Japan 1993 | Uganda 1991 | Singapore 2011 | Australia 1980 | Japan 1993 |
![]() |
![]() |
![]() |
![]() |
![]() |
---|---|---|---|---|
Common Kingfisher Alcedo atthis (Alcedinidae) |
Malachite Kingfisher Alcedo cristata (Alcedinidae) |
White-Collared Kingfisher Todirhamphus chloris (Alcedinidae) |
Buff-breasted Paradise Kingfisher Tanysiptera sylvia (Alcedinidae) |
Crested Kingfisher Megaceryle lugubris (Alcedinidae) |
Japan 1992 | Australia 1999 | Australia 1993 |
![]() |
![]() |
![]() |
---|---|---|
Ruddy Kingfisher Halcyon coromanda (Alcedinidae) |
Sacred Kingfisher Halcyon sancta (Alcedinidae) |
Blue-winged Kookaburra Dacelo leachii (Alcedinidae) |
Mali 1965 | Australia 1980 | Honduras 1987 | Nicaragua 1981 |
![]() |
![]() |
![]() |
![]() |
---|---|---|---|
Abyssinian Ground-hornbill Bucorvus abyssinicus (Bucorvidae) |
Rainbow Bee-eater Merops ornatus (Meropidae) |
Turquoise-browed Motmot Eumomota superciliosa (Motmotidae) |
Blue-crowned Motmot Momotus momota (Motmotidae) |
![]() |
![]() |
![]() |
![]() |
![]() |
---|---|---|---|---|
Common Kingfisher Alcedo atthis (Alcedinidae) (CORACIIFORMES) |
Crested Kingfisher Megaceryle lugubris (Alcedinidae) (CORACIIFORMES) |
Laughing Kookaburra Dacelo novaeguineae (Alcedinidae) (CORACIIFORMES) |
Ruddy Kingfisher Halcyon coromanda (Alcedinidae) (CORACIIFORMES) |
Great Hornbill Buceros bicornis (Bucorvidae) (CORACIIFORMES) |
Kingfisher lives mainly in a waterside. The bill is straight and remains still in a stake and a branch keenly and it makes nose dive when it find the fish swimming on the surface of the water and arrest, and there is a habit to come back to the again original branch.

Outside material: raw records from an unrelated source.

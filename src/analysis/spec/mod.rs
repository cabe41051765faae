//! Cross-document analyzers.
//!
//! These operate over the full dependency graph and specification; the
//! state analyzer additionally relies on dependency-first traversal.
//! All of them file diagnostics and keep going; a failed rule never
//! blocks the rest.

mod connectivity;
mod cycle;
mod duplicates;
mod events;
mod references;
mod states;
mod test_binding;

pub use connectivity::DatabaseConnectivityAnalyzer;
pub use cycle::ImportCycleAnalyzer;
pub use duplicates::{
    ConstantDuplicationAnalyzer, DatabaseDuplicationAnalyzer, FeatureDuplicationAnalyzer,
    TableDuplicationAnalyzer, UiElementDuplicationAnalyzer,
};
pub use events::{AfterAllAnalyzer, BeforeAllAnalyzer};
pub use references::PropertyReferenceAnalyzer;
pub use states::StateAnalyzer;
pub use test_binding::TestCaseBindingAnalyzer;

use crate::graph::SpecGraph;
use crate::report::ProblemMapper;
use crate::spec::{NameIndices, Specification};

/// A rule over the whole specification.
pub trait SpecificationAnalyzer: Sync {
    fn analyze(
        &self,
        graph: &SpecGraph,
        spec: &mut Specification,
        indices: &NameIndices,
        problems: &mut ProblemMapper,
    );
}
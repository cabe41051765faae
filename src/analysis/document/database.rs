use crate::ast::{DatabasePropertyKind, Document};
use crate::report::{LocatedException, Problems};

use super::DocumentAnalyzer;

/// Database block validity: a block needs at least one property, a
/// `type` property, and either a name or a `path` property. Each absence
/// is a distinct error.
pub struct DatabaseAnalyzer;

impl DocumentAnalyzer for DatabaseAnalyzer {
    fn analyze(&self, doc: &mut Document, problems: &mut Problems) {
        for db in &doc.databases {
            if db.properties.is_empty() {
                problems.errors.push(LocatedException::new(
                    format!("Database \"{}\" has no properties", db.display_name()),
                    db.location.clone(),
                ));
            }
            if db.property_of_kind(DatabasePropertyKind::Type).is_none() {
                problems.errors.push(LocatedException::new(
                    format!(
                        "Database \"{}\" is missing a property \"type\"",
                        db.display_name()
                    ),
                    db.location.clone(),
                ));
            }
            if db.name.is_none() && db.property_of_kind(DatabasePropertyKind::Path).is_none() {
                problems.errors.push(LocatedException::new(
                    "Database is missing a name or a property \"path\"".to_string(),
                    db.location.clone(),
                ));
            }
        }
    }
}
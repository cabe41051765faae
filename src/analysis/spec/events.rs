use crate::ast::Document;
use crate::base::Location;
use crate::graph::SpecGraph;
use crate::report::{LocatedException, ProblemMapper};
use crate::spec::{NameIndices, Specification};

use super::SpecificationAnalyzer;

/// Before All and After All are singletons across the whole
/// specification. A second declaration anywhere yields one generic error
/// listing every declaration's location.
fn check_singleton_event(
    spec: &Specification,
    pick: impl Fn(&Document) -> Option<&Location>,
    label: &str,
    problems: &mut ProblemMapper,
) {
    let declarations: Vec<Location> = spec
        .documents()
        .iter()
        .filter_map(|doc| pick(doc).map(|location| location.clone().with_file(&doc.path)))
        .collect();

    if declarations.len() > 1 {
        let places = declarations
            .iter()
            .map(Location::to_string)
            .collect::<Vec<_>>()
            .join(", ");
        problems.append_generic_error(LocatedException::new(
            format!("The {label} event can only be declared once, but was found in: {places}"),
            declarations[0].clone(),
        ));
    }
}

pub struct BeforeAllAnalyzer;

impl SpecificationAnalyzer for BeforeAllAnalyzer {
    fn analyze(
        &self,
        _graph: &SpecGraph,
        spec: &mut Specification,
        _indices: &NameIndices,
        problems: &mut ProblemMapper,
    ) {
        check_singleton_event(
            spec,
            |doc| doc.before_all.as_ref().map(|event| &event.location),
            "Before All",
            problems,
        );
    }
}

pub struct AfterAllAnalyzer;

impl SpecificationAnalyzer for AfterAllAnalyzer {
    fn analyze(
        &self,
        _graph: &SpecGraph,
        spec: &mut Specification,
        _indices: &NameIndices,
        problems: &mut ProblemMapper,
    ) {
        check_singleton_event(
            spec,
            |doc| doc.after_all.as_ref().map(|event| &event.location),
            "After All",
            problems,
        );
    }
}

The ruddy kingfisher is generally large size and lives in the forest and eats a frog, a lizard, a fresh water crab, land products shellfish. It is blue-winged kookaburra of the Australian product to be famous for this friend. With size of a small crow, a cry resembles the human laughter with a brown spotted quiet bird. Because it calls in a big voice in forest late in the daybreak and the evening, it is said when it is as a substitute for a thing of a clock for the Bushman of the Australian aborigine.